• Work instructions
Once the line containing "use crate::timestamp::Timestamps;" is found in the records below, return it and each following line exactly, up to and including the line containing "pub const DEFAULT_SYMLINK_MODE: u32 = 0o777;", and nothing else.

• Supplied information
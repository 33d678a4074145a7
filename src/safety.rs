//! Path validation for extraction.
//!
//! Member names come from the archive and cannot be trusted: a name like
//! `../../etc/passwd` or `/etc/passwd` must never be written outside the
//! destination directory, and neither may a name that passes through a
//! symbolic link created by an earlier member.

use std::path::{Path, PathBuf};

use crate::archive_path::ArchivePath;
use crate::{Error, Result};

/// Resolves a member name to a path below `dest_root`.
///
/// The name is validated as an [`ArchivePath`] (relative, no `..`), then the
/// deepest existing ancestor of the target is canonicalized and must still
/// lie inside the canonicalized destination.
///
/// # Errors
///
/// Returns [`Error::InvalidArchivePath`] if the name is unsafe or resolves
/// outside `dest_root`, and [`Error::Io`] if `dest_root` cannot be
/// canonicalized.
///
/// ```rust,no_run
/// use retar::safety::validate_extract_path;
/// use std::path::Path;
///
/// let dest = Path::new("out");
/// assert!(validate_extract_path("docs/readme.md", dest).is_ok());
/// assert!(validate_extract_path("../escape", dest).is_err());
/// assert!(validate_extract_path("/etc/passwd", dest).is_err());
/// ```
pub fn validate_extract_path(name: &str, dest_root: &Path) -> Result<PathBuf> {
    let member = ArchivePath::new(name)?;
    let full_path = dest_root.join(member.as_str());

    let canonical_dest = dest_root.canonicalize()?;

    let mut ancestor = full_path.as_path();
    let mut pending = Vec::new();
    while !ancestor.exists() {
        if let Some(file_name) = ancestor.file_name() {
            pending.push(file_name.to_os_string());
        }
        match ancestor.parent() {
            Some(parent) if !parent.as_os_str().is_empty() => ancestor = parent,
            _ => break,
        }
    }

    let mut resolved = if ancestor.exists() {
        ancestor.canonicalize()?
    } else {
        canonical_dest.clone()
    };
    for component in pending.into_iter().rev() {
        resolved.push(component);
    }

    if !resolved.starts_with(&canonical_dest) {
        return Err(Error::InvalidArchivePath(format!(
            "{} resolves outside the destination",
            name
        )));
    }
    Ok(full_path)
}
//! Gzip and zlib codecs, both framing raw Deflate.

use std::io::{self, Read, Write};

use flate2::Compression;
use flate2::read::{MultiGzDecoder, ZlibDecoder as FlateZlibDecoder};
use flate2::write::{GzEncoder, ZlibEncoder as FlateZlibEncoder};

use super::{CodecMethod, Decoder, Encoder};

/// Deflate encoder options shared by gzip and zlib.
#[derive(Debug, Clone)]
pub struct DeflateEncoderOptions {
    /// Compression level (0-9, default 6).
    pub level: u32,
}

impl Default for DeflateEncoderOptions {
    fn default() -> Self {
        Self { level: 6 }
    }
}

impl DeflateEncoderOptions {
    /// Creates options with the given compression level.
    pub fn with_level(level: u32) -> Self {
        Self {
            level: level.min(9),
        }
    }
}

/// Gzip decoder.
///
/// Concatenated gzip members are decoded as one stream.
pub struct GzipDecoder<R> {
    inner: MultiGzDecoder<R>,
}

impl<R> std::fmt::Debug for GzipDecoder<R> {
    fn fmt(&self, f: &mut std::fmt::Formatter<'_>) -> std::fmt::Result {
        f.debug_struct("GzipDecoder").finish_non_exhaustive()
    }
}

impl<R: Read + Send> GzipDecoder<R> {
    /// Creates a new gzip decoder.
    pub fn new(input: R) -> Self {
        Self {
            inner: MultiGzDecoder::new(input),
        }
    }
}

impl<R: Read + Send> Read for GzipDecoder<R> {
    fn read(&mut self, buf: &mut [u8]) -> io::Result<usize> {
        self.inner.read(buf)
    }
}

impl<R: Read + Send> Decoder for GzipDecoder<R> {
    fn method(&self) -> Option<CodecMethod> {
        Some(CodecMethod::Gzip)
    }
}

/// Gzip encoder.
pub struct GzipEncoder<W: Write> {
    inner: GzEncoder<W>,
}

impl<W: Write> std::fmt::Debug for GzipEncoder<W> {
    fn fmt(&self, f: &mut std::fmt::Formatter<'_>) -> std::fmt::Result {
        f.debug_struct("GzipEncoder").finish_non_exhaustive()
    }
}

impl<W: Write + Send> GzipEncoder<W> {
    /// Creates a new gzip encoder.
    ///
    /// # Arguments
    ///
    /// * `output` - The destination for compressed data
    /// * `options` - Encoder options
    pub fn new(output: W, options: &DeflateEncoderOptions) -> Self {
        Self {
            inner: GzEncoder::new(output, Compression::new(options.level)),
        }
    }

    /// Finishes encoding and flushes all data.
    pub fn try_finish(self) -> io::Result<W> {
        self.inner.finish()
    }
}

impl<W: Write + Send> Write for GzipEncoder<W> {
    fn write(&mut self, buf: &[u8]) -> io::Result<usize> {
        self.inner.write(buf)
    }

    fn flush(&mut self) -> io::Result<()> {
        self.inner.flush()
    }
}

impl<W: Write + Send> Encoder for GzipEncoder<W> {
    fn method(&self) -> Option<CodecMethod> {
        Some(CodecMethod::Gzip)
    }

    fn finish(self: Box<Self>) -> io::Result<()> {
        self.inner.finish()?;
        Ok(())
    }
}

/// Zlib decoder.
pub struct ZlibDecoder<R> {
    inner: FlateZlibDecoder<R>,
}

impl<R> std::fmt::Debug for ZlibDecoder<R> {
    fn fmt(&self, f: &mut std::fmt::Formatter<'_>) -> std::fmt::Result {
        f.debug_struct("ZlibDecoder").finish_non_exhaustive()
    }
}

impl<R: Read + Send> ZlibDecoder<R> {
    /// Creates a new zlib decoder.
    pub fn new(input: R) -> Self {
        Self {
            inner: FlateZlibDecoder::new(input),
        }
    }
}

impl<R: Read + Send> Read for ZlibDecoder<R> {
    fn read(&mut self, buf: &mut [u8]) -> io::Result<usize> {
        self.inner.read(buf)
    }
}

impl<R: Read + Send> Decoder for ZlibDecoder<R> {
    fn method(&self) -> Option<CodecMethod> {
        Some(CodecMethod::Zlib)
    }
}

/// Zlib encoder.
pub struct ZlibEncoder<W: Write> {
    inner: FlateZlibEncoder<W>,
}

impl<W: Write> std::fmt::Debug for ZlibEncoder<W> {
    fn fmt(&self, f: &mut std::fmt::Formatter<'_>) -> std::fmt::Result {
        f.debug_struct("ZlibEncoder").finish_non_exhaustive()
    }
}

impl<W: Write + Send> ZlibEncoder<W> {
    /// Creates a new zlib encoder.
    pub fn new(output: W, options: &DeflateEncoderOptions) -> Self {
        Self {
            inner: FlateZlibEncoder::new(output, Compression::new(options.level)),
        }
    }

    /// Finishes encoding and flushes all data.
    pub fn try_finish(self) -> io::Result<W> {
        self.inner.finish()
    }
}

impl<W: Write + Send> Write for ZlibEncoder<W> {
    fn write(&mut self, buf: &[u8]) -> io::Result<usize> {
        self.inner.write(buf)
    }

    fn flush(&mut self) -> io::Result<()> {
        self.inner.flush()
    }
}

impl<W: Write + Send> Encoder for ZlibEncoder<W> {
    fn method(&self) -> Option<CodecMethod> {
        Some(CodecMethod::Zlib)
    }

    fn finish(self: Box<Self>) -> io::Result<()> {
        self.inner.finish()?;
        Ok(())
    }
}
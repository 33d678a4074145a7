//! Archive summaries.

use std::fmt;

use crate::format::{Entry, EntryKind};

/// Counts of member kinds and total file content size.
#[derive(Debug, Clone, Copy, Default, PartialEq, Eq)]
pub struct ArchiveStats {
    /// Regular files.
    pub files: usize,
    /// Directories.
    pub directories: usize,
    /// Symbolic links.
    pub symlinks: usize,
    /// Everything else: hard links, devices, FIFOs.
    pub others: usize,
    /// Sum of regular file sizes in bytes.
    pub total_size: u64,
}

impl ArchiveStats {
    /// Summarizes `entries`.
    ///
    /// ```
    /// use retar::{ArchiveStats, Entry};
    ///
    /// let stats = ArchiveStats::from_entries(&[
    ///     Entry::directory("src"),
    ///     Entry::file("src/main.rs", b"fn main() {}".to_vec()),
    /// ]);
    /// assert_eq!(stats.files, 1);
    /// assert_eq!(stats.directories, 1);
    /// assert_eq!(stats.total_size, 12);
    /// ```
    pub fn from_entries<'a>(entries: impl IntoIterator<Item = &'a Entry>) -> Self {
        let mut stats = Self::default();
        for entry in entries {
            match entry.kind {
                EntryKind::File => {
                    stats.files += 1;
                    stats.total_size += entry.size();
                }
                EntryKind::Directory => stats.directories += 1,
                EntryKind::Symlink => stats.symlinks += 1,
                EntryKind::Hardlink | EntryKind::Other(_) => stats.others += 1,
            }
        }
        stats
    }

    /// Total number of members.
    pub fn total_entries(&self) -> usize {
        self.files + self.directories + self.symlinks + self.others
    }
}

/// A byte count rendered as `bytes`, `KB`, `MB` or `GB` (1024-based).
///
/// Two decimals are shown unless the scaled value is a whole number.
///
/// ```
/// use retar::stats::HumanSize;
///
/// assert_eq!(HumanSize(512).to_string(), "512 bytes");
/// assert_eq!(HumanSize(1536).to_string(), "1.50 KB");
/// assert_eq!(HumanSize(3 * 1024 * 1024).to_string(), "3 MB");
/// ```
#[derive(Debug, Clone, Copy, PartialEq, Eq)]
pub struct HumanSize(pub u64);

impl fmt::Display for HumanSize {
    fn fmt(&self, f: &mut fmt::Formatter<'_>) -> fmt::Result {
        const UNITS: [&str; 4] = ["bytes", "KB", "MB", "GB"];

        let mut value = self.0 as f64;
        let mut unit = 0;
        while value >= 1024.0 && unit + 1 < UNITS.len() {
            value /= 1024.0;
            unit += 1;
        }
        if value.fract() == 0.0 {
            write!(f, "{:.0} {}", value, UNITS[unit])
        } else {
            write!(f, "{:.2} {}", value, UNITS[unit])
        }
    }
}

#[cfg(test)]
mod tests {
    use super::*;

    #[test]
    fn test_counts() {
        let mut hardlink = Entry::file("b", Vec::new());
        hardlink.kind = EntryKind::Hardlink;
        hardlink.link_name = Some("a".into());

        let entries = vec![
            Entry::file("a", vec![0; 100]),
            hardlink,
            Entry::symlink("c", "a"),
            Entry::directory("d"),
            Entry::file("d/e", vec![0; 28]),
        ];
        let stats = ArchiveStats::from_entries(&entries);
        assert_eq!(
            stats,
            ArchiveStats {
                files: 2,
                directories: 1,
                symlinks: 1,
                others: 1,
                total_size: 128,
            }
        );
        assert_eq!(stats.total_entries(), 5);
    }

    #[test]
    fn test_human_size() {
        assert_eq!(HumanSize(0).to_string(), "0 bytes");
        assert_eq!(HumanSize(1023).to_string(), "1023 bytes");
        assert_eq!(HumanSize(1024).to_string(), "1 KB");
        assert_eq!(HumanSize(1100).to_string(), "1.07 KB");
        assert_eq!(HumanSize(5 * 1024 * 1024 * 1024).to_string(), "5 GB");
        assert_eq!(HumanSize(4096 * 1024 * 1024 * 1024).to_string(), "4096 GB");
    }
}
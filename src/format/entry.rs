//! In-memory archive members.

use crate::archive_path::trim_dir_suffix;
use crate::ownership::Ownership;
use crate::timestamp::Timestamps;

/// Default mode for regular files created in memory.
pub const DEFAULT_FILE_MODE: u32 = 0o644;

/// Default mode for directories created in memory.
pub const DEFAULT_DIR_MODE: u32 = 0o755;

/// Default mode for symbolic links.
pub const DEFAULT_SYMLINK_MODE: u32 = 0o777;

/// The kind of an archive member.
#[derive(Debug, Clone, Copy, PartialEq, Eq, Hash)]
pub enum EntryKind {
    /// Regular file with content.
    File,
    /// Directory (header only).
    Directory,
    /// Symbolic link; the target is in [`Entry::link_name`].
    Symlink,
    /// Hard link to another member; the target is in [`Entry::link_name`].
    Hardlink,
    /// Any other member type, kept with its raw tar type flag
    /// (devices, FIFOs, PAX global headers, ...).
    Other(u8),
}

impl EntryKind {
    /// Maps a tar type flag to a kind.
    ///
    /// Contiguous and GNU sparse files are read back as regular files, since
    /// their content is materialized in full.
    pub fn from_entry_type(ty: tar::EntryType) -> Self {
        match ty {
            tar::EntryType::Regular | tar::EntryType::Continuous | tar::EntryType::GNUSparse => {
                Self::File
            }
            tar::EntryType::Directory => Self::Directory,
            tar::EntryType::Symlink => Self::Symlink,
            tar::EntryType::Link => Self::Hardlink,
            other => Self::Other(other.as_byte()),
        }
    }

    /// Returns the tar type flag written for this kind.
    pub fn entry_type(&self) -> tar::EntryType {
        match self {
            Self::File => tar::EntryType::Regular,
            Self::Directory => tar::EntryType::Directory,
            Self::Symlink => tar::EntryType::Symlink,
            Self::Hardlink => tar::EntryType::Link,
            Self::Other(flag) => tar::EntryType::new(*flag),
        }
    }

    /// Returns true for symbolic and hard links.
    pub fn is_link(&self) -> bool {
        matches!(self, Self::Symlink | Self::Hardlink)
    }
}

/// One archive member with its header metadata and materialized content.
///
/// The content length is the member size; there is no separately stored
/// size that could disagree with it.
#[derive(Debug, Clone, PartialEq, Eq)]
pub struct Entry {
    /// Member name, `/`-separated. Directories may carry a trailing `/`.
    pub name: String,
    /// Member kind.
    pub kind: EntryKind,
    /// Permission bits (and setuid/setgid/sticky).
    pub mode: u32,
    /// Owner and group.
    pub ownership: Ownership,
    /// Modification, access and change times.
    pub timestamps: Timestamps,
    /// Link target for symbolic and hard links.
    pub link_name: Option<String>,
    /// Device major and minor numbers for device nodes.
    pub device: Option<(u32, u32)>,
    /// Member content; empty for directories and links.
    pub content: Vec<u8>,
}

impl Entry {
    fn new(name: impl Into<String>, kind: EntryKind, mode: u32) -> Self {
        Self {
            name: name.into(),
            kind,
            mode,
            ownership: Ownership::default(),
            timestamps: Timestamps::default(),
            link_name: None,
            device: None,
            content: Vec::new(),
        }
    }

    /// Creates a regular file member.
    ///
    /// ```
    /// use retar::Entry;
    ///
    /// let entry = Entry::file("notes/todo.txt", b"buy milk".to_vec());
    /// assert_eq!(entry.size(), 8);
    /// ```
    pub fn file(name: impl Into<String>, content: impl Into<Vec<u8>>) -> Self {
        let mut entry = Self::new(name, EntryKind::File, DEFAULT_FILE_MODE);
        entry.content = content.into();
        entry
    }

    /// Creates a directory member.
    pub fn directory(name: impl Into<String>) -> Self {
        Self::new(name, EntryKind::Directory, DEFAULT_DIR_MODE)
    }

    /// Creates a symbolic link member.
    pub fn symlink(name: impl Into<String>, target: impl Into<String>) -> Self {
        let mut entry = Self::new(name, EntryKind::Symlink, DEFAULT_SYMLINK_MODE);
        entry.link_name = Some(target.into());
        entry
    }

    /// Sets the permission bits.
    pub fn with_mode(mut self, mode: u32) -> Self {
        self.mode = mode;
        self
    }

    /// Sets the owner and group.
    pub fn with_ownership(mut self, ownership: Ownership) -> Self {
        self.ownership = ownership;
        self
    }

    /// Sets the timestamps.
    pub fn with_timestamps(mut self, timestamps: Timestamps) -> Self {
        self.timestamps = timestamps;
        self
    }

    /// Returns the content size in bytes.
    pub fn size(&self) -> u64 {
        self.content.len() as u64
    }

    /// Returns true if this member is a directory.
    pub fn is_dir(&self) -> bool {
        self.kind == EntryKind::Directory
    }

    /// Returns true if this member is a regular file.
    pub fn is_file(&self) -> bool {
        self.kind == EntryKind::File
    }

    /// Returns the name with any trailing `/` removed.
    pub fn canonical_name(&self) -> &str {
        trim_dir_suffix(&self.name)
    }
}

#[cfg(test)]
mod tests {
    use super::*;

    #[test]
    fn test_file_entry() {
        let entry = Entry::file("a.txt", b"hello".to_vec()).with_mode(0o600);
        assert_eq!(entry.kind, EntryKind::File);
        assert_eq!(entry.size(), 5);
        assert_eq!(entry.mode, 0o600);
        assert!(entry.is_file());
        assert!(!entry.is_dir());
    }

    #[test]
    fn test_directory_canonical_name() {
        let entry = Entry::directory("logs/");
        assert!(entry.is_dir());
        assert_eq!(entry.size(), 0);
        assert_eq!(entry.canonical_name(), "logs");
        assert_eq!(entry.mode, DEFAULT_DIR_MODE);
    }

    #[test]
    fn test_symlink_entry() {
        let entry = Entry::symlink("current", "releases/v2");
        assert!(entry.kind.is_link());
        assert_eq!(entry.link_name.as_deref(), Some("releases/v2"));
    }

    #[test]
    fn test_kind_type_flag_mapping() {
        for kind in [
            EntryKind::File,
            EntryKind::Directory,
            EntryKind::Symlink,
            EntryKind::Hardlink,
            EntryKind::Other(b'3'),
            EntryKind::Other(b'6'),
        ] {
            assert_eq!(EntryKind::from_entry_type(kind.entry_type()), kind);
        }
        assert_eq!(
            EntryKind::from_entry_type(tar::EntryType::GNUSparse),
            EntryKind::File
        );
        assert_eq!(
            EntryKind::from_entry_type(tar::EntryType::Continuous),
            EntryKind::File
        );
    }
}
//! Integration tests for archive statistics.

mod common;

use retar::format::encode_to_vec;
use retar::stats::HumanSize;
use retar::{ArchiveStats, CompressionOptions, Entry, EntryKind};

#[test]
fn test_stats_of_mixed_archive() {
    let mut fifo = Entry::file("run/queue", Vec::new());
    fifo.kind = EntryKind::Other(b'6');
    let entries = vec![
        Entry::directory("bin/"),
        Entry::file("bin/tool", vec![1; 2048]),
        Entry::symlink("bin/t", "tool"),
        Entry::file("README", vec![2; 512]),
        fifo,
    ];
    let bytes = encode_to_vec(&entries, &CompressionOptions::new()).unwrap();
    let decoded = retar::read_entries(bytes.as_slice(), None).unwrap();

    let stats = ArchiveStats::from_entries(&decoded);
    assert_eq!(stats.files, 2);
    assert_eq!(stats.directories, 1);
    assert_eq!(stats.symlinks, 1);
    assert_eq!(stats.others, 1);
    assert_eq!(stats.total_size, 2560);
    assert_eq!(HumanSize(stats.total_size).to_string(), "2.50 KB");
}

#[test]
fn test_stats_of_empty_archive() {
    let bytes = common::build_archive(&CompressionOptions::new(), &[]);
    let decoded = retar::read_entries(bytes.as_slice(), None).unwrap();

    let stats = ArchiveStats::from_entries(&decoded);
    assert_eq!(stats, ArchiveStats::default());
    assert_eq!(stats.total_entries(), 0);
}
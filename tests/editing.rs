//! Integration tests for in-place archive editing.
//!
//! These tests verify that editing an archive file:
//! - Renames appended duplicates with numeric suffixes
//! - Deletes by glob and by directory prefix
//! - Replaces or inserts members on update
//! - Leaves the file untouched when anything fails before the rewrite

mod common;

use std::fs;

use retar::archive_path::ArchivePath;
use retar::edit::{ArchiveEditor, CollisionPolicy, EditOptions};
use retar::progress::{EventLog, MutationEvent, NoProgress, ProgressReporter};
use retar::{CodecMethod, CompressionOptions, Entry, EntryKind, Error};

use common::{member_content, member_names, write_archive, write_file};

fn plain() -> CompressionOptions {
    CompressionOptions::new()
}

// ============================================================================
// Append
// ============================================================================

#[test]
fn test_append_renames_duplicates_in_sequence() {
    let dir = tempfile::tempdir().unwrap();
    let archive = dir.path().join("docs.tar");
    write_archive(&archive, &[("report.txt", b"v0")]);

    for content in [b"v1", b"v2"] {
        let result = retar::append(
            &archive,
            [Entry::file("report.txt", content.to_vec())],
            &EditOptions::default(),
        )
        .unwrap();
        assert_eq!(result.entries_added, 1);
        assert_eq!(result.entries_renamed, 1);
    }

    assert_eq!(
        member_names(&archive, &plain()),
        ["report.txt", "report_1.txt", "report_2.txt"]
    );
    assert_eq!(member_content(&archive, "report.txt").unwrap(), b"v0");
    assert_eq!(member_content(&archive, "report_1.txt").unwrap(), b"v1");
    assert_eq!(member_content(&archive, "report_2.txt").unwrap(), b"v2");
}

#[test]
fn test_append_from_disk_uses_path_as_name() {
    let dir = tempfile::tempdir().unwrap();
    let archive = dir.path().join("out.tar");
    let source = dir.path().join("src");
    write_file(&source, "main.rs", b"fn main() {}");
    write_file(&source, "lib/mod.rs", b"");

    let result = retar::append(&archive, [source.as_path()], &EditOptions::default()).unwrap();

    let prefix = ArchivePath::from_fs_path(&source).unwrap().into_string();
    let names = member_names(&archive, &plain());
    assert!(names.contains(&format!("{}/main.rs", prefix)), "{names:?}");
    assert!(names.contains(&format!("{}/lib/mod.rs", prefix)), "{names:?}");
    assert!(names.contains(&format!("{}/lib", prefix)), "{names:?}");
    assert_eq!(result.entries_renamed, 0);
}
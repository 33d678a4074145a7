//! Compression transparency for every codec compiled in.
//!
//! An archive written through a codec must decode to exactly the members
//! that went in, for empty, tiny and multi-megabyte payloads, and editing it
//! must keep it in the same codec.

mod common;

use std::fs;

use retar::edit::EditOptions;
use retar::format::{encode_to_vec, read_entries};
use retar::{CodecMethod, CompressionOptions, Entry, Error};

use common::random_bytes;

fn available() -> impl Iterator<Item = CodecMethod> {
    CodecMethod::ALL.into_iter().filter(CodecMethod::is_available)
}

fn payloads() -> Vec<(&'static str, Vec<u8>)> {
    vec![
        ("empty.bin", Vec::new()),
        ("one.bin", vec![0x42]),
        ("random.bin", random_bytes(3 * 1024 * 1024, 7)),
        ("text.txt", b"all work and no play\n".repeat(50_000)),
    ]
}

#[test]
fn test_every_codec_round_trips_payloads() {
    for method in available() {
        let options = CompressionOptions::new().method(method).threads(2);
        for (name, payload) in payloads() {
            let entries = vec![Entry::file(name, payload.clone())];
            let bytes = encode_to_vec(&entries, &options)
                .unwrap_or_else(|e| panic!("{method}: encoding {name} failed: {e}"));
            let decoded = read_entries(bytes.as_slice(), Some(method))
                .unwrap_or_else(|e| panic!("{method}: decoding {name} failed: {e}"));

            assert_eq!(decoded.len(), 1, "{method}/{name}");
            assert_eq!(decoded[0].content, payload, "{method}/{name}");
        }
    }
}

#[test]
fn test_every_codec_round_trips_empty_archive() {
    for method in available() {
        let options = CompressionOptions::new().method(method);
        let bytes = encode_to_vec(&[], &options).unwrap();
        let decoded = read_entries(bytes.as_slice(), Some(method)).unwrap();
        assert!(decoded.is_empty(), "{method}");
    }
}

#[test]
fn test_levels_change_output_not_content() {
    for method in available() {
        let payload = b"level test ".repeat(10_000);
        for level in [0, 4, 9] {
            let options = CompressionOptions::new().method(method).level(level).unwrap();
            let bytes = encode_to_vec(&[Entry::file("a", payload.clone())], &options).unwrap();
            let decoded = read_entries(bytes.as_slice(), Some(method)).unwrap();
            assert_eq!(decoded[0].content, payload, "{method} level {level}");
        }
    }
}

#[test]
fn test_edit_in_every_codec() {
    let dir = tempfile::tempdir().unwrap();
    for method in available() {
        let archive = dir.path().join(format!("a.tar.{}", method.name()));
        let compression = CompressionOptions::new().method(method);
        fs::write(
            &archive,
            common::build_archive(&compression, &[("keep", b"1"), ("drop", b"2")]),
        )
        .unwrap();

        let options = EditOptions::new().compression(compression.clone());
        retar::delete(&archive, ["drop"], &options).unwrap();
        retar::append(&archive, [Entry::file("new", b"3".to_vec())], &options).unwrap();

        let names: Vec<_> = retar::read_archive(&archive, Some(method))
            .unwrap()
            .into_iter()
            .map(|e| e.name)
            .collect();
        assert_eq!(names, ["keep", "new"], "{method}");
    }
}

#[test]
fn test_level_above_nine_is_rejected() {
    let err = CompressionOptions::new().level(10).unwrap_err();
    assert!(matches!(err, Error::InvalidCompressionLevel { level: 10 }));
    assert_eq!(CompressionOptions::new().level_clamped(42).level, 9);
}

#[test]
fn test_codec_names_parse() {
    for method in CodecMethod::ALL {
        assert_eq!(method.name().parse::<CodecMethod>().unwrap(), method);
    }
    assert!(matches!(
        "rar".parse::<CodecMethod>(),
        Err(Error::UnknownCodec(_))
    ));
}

• Written answer
use crate::timestamp::Timestamps;

/// Default mode for regular files created in memory.
pub const DEFAULT_FILE_MODE: u32 = 0o644;

/// Default mode for directories created in memory.
pub const DEFAULT_DIR_MODE: u32 = 0o755;

/// Default mode for symbolic links.
pub const DEFAULT_SYMLINK_MODE: u32 = 0o777;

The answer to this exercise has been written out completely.